Anche il parco racconta la stessa idea di grandezza. Progettato da William Goldring, nel tempo ha ospitato spazi ricreativi, animali esotici e un campo da golf riservato per gli ospiti della famiglia reale. Oggi una parte di questa eredità continua a vivere tra eventi culturali, manifestazioni e attività aperte anche al pubblico.
Leggende e misteri
Come ogni palazzo enorme e carico di storia, anche il Lakshmi Vilas ha le sue leggende. La più diffusa racconta di passaggi sotterranei immaginati come vie di fuga in caso di pericolo e, anche se non c’è mai stata alcuna conferma ufficiale, la leggenda continua ad alimentare il mistero attorno alla residenza.
Altrettanto affascinante è la storia del legame artistico tra Sayajirao III e Raja Ravi Varma. Le opere realizzate dal pittore per il palazzo – divinità, ritratti reali, episodi tratti dai grandi poemi epici – sono diventate iconiche al punto da influenzare l’iconografia religiosa indiana per generazioni intere. Furono proprio i quadri di Varma a rendere accessibile alle persone comuni l’immagine degli dei e delle dee indù.
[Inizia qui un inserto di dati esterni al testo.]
//! Depth-first branch and bound over the efficiency-sorted window,
//! include-branch first, with the fractional bound of the remaining
//! items pruning whole subtrees. The traversal keeps an explicit stack
//! instead of recursing.

use tracing::debug;

use super::bounds::ub_dembo;
use super::instance::Instance;
use super::{ItemPos, KnapsackSolver, Method, SolveOutput};

pub struct BabSolver;

impl KnapsackSolver for BabSolver {
    fn solve(&self, ins: &mut Instance) -> SolveOutput {
        ins.sort();
        if ins.break_item() == ins.last_item() + 1 {
            return SolveOutput {
                solution: ins.break_solution().clone(),
                proven_optimal: true,
            };
        }

        let f = ins.first_item();
        let l = ins.last_item();
        let c = ins.total_capacity();
        let mut best = ins.break_solution().clone();
        let mut current = ins.reduced_solution().clone();
        // Decision stack: (position, include branch still open).
        let mut stack: Vec<(ItemPos, bool)> = Vec::new();
        let mut node_number: u64 = 0;
        let mut pos = f;

        'explore: loop {
            if pos <= l {
                node_number += 1;
                let it = *ins.item(pos);
                let ub = ub_dembo(ins, pos, current.profit(), c - current.weight());
                if ub > best.profit() {
                    if current.weight() + it.w <= c {
                        stack.push((pos, true));
                        current.set(&it, true);
                    } else {
                        stack.push((pos, false));
                    }
                    pos += 1;
                    continue;
                }
                // The whole subtree is bounded out; evaluate and backtrack.
            }
            if current.profit() > best.profit() {
                best = current.clone();
            }
            loop {
                match stack.pop() {
                    Some((p, true)) => {
                        current.set(ins.item(p), false);
                        stack.push((p, false));
                        pos = p + 1;
                        continue 'explore;
                    }
                    Some((_, false)) => continue,
                    None => break 'explore,
                }
            }
        }
        debug!(nodes = node_number, profit = best.profit(), "search done");

        SolveOutput {
            solution: best,
            proven_optimal: true,
        }
    }

    fn method(&self) -> Method {
        Method::BabStar
    }
}

#[cfg(test)]
mod tests {
    use super::super::dp_bellman::BellmanSolver;
    use super::super::testing::{make_instance, random_instance};
    use super::*;

    #[test]
    fn small_scenarios() {
        let cases: &[(i64, &[(i64, i64)], i64)] = &[
            (5, &[(2, 3), (3, 4), (4, 5), (5, 6)], 7),
            (10, &[(5, 10), (4, 40), (6, 30)], 70),
            (7, &[(3, 3), (3, 3), (4, 4), (5, 5)], 7),
            (1, &[(2, 100)], 0),
        ];
        for &(c, items, expected) in cases {
            let mut ins = make_instance(c, items);
            let out = BabSolver.solve(&mut ins);
            assert_eq!(out.solution.profit(), expected);
            assert!(out.proven_optimal);
        }
    }

    #[test]
    fn matches_bellman_on_random_instances() {
        for seed in 0..25 {
            let mut ins = random_instance(seed, 30, 150, 18, 30);
            let reference = BellmanSolver.solve(&mut ins.clone()).solution.profit();
            let out = BabSolver.solve(&mut ins);
            assert_eq!(out.solution.profit(), reference, "seed {}", seed);
        }
    }
}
Oggi la custode di tutta questa eredità è la Maharani Radhikaraje Gaekwad, fortemente impegnata nella conservazione dell’artigianato indiano. È lei a continuare il lavoro di trasmissione delle tecniche tradizionali, di emancipazione femminile e di promozione di un patrimonio che, come ha raccontato lei stessa in un’intervista, “è il membro più antico della nostra famiglia, la nostra stella polare”. Un palazzo vivo, insomma. Non un museo, non una rovina, ma una residenza ancora abitata e in grado di custodire la sua storia.